Die vorliegende Arbeit ist ein sehr gelungenes Beispiel, wie historisches und architekturhistorisches Arbeiten gewinnbringend kombiniert werden kann. Die umfangreichen englischen Arbeiten zur normannischen Architektur erlauben ihm, den weitgreifenden Vergleich durchzuführen. Und selbst wenn das Bestreben, das Thema möglichst umfassend zu bearbeiten, der Arbeit ab und an enzyklopädischen Charakter verleiht und das Werk insgesamt sicherlich etwas gestrafft hätte werden können, ist diese Dissertation ein erfolgreicher Versuch, bestehende Forschungen mit einem eigenen Ansatz zu verweben. Auf breiter Quellen- und Literaturkenntnis basierend, überzeugt die in verständlicher Sprache vorgetragene Argumentation des Autors für einen in der Stadtgestaltung deutlich greifbaren Wandel infolge der normannischen Eroberung. Man darf gespannt sein, wie die immer junge Diskussion über die Auswirkungen der Eroberung von 1066 diese gewichtigen Thesen aufgreifen wird. Dass das unerhörte normannische Bauprogramm dabei noch ganz nebenbei der Frage normannischer Effizienz [1] neue Nahrung gibt, soll hier wenigstens am Rande erwähnt werden. Der Verfasser ging dieser Spur nicht weiter nach, was ihm aber angesichts seiner sonstigen Leistung wahrlich nicht zu verdenken ist. Es bleibt ihm nur zu wünschen, dass die englische Forschung sich die Mühe machen wird sein Buch zu lesen.

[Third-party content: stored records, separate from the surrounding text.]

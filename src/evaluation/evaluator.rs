//! Evaluate a model against both baselines

use crate::comparison::{calculate_cpl, calculate_standard, Baseline, ComparisonSettings, LeadScoreRange, SegmentBreakdown};
use crate::error::Result;
use crate::residuals::{
    calculate_residuals, AnalysisTable, Collaborators, MinPredictionMap, ModelRouter, RevenueSource, TrainedModel,
};
use crate::validation::{ModelKind, ValidationSet};
use serde::{Deserialize, Serialize};

/// Per-lead-score breakdown against each baseline
#[derive(Debug, Clone, Default, PartialEq, Serialize, Deserialize)]
pub struct LeadScoreAnalysis {
    pub standard: SegmentBreakdown,
    pub cpl: SegmentBreakdown,
}

impl LeadScoreAnalysis {
    pub fn get(&self, baseline: Baseline) -> &SegmentBreakdown {
        match baseline {
            Baseline::Standard => &self.standard,
            Baseline::Cpl => &self.cpl,
        }
    }
}

/// Net improvement per opp summed over the evaluated lead scores
#[derive(Debug, Clone, Default, PartialEq, Serialize, Deserialize)]
pub struct EvaluationResult {
    pub net_vs_standard: f64,
    pub net_vs_cpl: f64,
    pub lead_scores: LeadScoreAnalysis,
}

impl EvaluationResult {
    pub fn net(&self, baseline: Baseline) -> f64 {
        match baseline {
            Baseline::Standard => self.net_vs_standard,
            Baseline::Cpl => self.net_vs_cpl,
        }
    }
}

/// What to evaluate
#[derive(Debug, Clone, PartialEq)]
pub struct EvaluationRequest {
    pub segment: String,
    /// Regressor thresholds; replaced by router thresholds when the router provides them
    pub min_prediction: Option<MinPredictionMap>,
    pub lead_scores: LeadScoreRange,
    pub kind: ModelKind,
}

impl Default for EvaluationRequest {
    fn default() -> Self {
        Self {
            segment: "standard".to_string(),
            min_prediction: None,
            lead_scores: LeadScoreRange::default(),
            kind: ModelKind::Regressor,
        }
    }
}

/// Runs the residual calculation and both baseline comparisons
pub struct ModelEvaluator {
    router: Box<dyn ModelRouter>,
    revenue: Option<Box<dyn RevenueSource>>,
    settings: ComparisonSettings,
}

impl ModelEvaluator {
    pub fn new(router: Box<dyn ModelRouter>) -> Self {
        Self {
            router,
            revenue: None,
            settings: ComparisonSettings::default(),
        }
    }

    /// Revenue source used to score classifiers
    pub fn with_revenue_source(mut self, revenue: Box<dyn RevenueSource>) -> Self {
        self.revenue = Some(revenue);
        self
    }

    pub fn with_settings(mut self, settings: ComparisonSettings) -> Self {
        self.settings = settings;
        self
    }

    /// Build the analysis table for a validation set
    pub fn analysis_table(
        &self,
        data: &ValidationSet,
        model: Option<&dyn TrainedModel>,
        request: &EvaluationRequest,
    ) -> Result<AnalysisTable> {
        let collaborators = Collaborators {
            router: self.router.as_ref(),
            revenue: self.revenue.as_deref(),
        };
        calculate_residuals(data, &request.segment, model, collaborators, request.kind)
    }

    /// Evaluate `model` (or the routed production models) on `data`
    pub fn evaluate(
        &self,
        data: &ValidationSet,
        model: Option<&dyn TrainedModel>,
        request: &EvaluationRequest,
    ) -> Result<EvaluationResult> {
        let table = self.analysis_table(data, model, request)?;
        self.evaluate_table(&table, request.min_prediction.as_ref(), request.lead_scores)
    }

    /// Compare an already built analysis table against both baselines
    pub fn evaluate_table(
        &self,
        table: &AnalysisTable,
        min_prediction: Option<&MinPredictionMap>,
        lead_scores: LeadScoreRange,
    ) -> Result<EvaluationResult> {
        log::info!(
            "Evaluating {} {} rows for segment '{}' over lead scores {}..={}",
            table.len(),
            table.kind,
            table.segment,
            lead_scores.min(),
            lead_scores.max()
        );

        // Router thresholds take precedence over the caller's mapping
        let routed;
        let min_prediction = if table.has_min_prediction() {
            routed = table.min_prediction_by_lead_score();
            Some(&routed)
        } else {
            min_prediction
        };

        compare_baselines(table, min_prediction, lead_scores, &self.settings)
    }
}

/// Run both comparators over an existing analysis table
pub fn compare_baselines(
    table: &AnalysisTable,
    min_prediction: Option<&MinPredictionMap>,
    range: LeadScoreRange,
    settings: &ComparisonSettings,
) -> Result<EvaluationResult> {
    let (net_vs_standard, standard) = calculate_standard(table, min_prediction, range, settings)?;
    let (net_vs_cpl, cpl) = calculate_cpl(table, min_prediction, range, settings)?;

    log::info!("Net vs standard: {:.2}, net vs CPL: {:.2}", net_vs_standard, net_vs_cpl);

    Ok(EvaluationResult {
        net_vs_standard,
        net_vs_cpl,
        lead_scores: LeadScoreAnalysis { standard, cpl },
    })
}

#[cfg(test)]
pub(crate) mod tests {
    use super::*;
    use crate::residuals::RoutedPredictions;
    use crate::validation::{FeatureFrame, FeatureValue};

    /// Router returning fixed predictions
    pub(crate) struct FixedRouter(pub RoutedPredictions);

    impl ModelRouter for FixedRouter {
        fn predict(&self, _features: &FeatureFrame, _decorated: bool) -> Result<RoutedPredictions> {
            Ok(self.0.clone())
        }
    }

    /// (lead score, actual, cpl revenue) rows
    pub(crate) fn validation_set(rows: &[(i32, f64, Option<f64>)]) -> ValidationSet {
        ValidationSet::new(
            FeatureFrame::new(
                vec!["LEAD_SCORE".to_string()],
                rows.iter().map(|r| vec![FeatureValue::Number(r.0 as f64)]).collect(),
            ),
            rows.iter().map(|r| r.1).collect(),
            rows.iter().map(|r| r.2).collect(),
        )
    }

    fn sample() -> (ValidationSet, Vec<f64>) {
        let data = validation_set(&[
            (10, 200.0, None),
            (10, 300.0, Some(0.0)),
            (10, 0.0, Some(50.0)),
            (11, 0.0, Some(80.0)),
            (11, 700.0, Some(10.0)),
            (12, 0.0, Some(60.0)),
        ]);
        let predictions = vec![450.0, 380.0, 120.0, 350.0, 900.0, -5.0];
        (data, predictions)
    }

    #[test]
    fn test_evaluate_both_baselines() {
        let (data, prediction) = sample();
        let evaluator = ModelEvaluator::new(Box::new(FixedRouter(RoutedPredictions {
            prediction,
            min_prediction: None,
        })));
        let request = EvaluationRequest {
            lead_scores: LeadScoreRange::new(10, 12).unwrap(),
            ..Default::default()
        };

        let result = evaluator.evaluate(&data, None, &request).unwrap();

        let sum_std: f64 = result.lead_scores.standard.values().map(|m| m.rev_per_opp_improvement).sum();
        assert!((result.net_vs_standard - sum_std).abs() < 1e-9);
        for ls in 10..=12 {
            let s = &result.lead_scores.standard[&ls];
            let c = &result.lead_scores.cpl[&ls];
            assert_eq!(s.bart_made, c.bart_made);
            assert_eq!(s.bart_rev_per_opp, c.bart_rev_per_opp);
        }
        // Lead score 10: standard baseline (500 - 330) / 3, model (50 + 500 - 220) / 3
        let ten = &result.lead_scores.standard[&10];
        assert!((ten.rev_per_opp_improvement - (330.0 - 170.0) / 3.0).abs() < 1e-9);
    }

    #[test]
    fn test_evaluate_is_deterministic() {
        let (data, prediction) = sample();
        let evaluator = ModelEvaluator::new(Box::new(FixedRouter(RoutedPredictions {
            prediction,
            min_prediction: None,
        })));
        let request = EvaluationRequest::default();

        let first = evaluator.evaluate(&data, None, &request).unwrap();
        let second = evaluator.evaluate(&data, None, &request).unwrap();
        assert_eq!(first, second);
    }

    #[test]
    fn test_router_thresholds_override_request() {
        let (data, prediction) = sample();
        let router = FixedRouter(RoutedPredictions {
            prediction,
            min_prediction: Some(vec![Some(400.0); 6]),
        });
        let evaluator = ModelEvaluator::new(Box::new(router));

        // A mapping missing lead score 11 would fail if it were used
        let mut mapping = MinPredictionMap::new();
        mapping.insert(10, 0.0);
        let request = EvaluationRequest {
            min_prediction: Some(mapping),
            lead_scores: LeadScoreRange::new(10, 11).unwrap(),
            ..Default::default()
        };

        let result = evaluator.evaluate(&data, None, &request).unwrap();
        assert_eq!(result.lead_scores.standard[&10].worked, 1);
        assert_eq!(result.lead_scores.standard[&11].worked, 1);
    }

    #[test]
    fn test_router_thresholds_with_empty_lead_score() {
        let data = validation_set(&[(10, 500.0, Some(0.0)), (12, 0.0, Some(40.0))]);
        let router = FixedRouter(RoutedPredictions {
            prediction: vec![450.0, 100.0],
            min_prediction: Some(vec![Some(300.0), Some(300.0)]),
        });
        let evaluator = ModelEvaluator::new(Box::new(router));
        let request = EvaluationRequest {
            lead_scores: LeadScoreRange::new(10, 12).unwrap(),
            ..Default::default()
        };

        let result = evaluator.evaluate(&data, None, &request).unwrap();
        for breakdown in [&result.lead_scores.standard, &result.lead_scores.cpl] {
            let eleven = &breakdown[&11];
            assert_eq!((eleven.worked, eleven.non_worked), (0, 0));
            assert_eq!(eleven.pct_filtered_out, 0.0);
            assert_eq!(eleven.rev_per_opp_improvement, 0.0);
        }
        assert_eq!(result.lead_scores.standard[&10].worked, 1);
        assert_eq!(result.lead_scores.standard[&12].non_worked, 1);
    }

    #[test]
    fn test_evaluate_table_matches_evaluate() {
        let (data, prediction) = sample();
        let evaluator = ModelEvaluator::new(Box::new(FixedRouter(RoutedPredictions {
            prediction,
            min_prediction: None,
        })));
        let request = EvaluationRequest {
            lead_scores: LeadScoreRange::new(10, 12).unwrap(),
            ..Default::default()
        };

        let table = evaluator.analysis_table(&data, None, &request).unwrap();
        let from_table = evaluator.evaluate_table(&table, None, request.lead_scores).unwrap();
        assert_eq!(from_table, evaluator.evaluate(&data, None, &request).unwrap());
    }
}
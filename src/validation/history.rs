//! Historical scored leads used by the threshold search

use crate::error::{EvaluationError, Result};
use chrono::NaiveDate;
use serde::de::Error as _;
use serde::{Deserialize, Deserializer, Serialize};
use std::fs::File;
use std::io::Read;
use std::path::Path;

/// One historical lead with the score the model gave it
#[derive(Debug, Clone, PartialEq, Serialize, Deserialize)]
pub struct HistoricalRecord {
    #[serde(rename = "CREATED_DATE")]
    pub created_date: NaiveDate,
    #[serde(rename = "LEAD_SCORE", deserialize_with = "integral_lead_score")]
    pub lead_score: i32,
    #[serde(rename = "ACTUAL")]
    pub actual: f64,
    #[serde(rename = "PREDICTED")]
    pub predicted: f64,
    #[serde(rename = "CPL_REV", default)]
    pub cpl_revenue: Option<f64>,
}

/// Lead scores may be written as floats (`10.0`) but must be whole numbers
fn integral_lead_score<'de, D: Deserializer<'de>>(deserializer: D) -> std::result::Result<i32, D::Error> {
    let value = f64::deserialize(deserializer)?;
    if !value.is_finite() || value.fract() != 0.0 {
        return Err(D::Error::custom(format!("lead score must be an integer, got {value}")));
    }
    Ok(value as i32)
}

/// Load historical records from a CSV file
pub fn load_history(path: impl AsRef<Path>) -> Result<Vec<HistoricalRecord>> {
    let file = File::open(path.as_ref())?;
    load_history_from_reader(file)
}

pub fn load_history_from_reader<R: Read>(reader: R) -> Result<Vec<HistoricalRecord>> {
    let mut rdr = csv::Reader::from_reader(reader);
    let mut records = Vec::new();
    for result in rdr.deserialize() {
        let record: HistoricalRecord = result?;
        records.push(record);
    }
    log::info!("Loaded {} historical records", records.len());
    Ok(records)
}

/// Parse a `YYYY-MM-DD` cutoff
pub fn parse_date_cutoff(value: &str) -> Result<NaiveDate> {
    NaiveDate::parse_from_str(value.trim(), "%Y-%m-%d").map_err(|source| EvaluationError::InvalidDateCutoff {
        value: value.to_string(),
        source,
    })
}

/// Records created on or after the cutoff
pub fn filter_since(records: &[HistoricalRecord], cutoff: NaiveDate) -> Vec<HistoricalRecord> {
    records
        .iter()
        .filter(|r| r.created_date >= cutoff)
        .cloned()
        .collect()
}
//! Financial viability evaluation for lead-scoring models
//!
//! Simulates the revenue a scoring model would have produced on held-out leads
//! and compares it with two reference routings:
//! - Standard: work every opportunity at a flat cost
//! - CPL: sell every opportunity as a lead
//!
//! The threshold optimizer searches the work threshold and lead score range
//! that maximize net revenue per opportunity.

pub mod error;
pub mod config;
pub mod validation;
pub mod residuals;
pub mod comparison;
pub mod evaluation;
pub mod optimizer;

pub use error::{EvaluationError, Result};
pub use config::{EvaluatorConfig, GateConfig, SearchConfig};
pub use validation::{FeatureFrame, FeatureValue, HistoricalRecord, ModelKind, ValidationSet};
pub use residuals::{AnalysisRow, AnalysisTable, MinPredictionMap};
pub use comparison::{Baseline, ComparisonSettings, FinancialMetrics, LeadScoreRange, SegmentBreakdown};
pub use evaluation::{EvaluationRequest, EvaluationResult, GateDecision, ModelEvaluator, ProductionGate};
pub use optimizer::{optimize, OptimizationOutcome, ThresholdParams};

Und was schließlich Durham anbetrifft, so lernen wir, dass das Bauprogramm weniger dazu diente, die örtlichen Angelsachsen bzw. Skandinavier zu beeindrucken, sondern vielmehr als kräftiger Ruf aus dem Norden zu verstehen sei, mit dem die bischöflichen Bauherren dem König und ihren weiter südlich residierenden Amtskollegen ihre eigene Stellung in Erinnerung bringen wollten. Dazu wählten sie eine Sprache, die jene klar verstanden. Inwieweit diese Maßnahmen und die damit einhergehende Veränderung und Zerstörung der bisherigen Strukturen die Bewohner Durhams überzeugte, war dabei von sekundärer Bedeutung. Im Übrigen ein Aspekt, der dem Autor, seines Zeichens stellvertretender Direktor des Stadtarchivs Köln, aus eigener Anschauung wohl bekannt sein dürfte.
Anmerkung:
[1] Wilfred L. Warren: The Myth of the Norman Administrative Efficiency, in: Transactions of the Royal Historical Society, 5th series, 34 (1984), 113-132.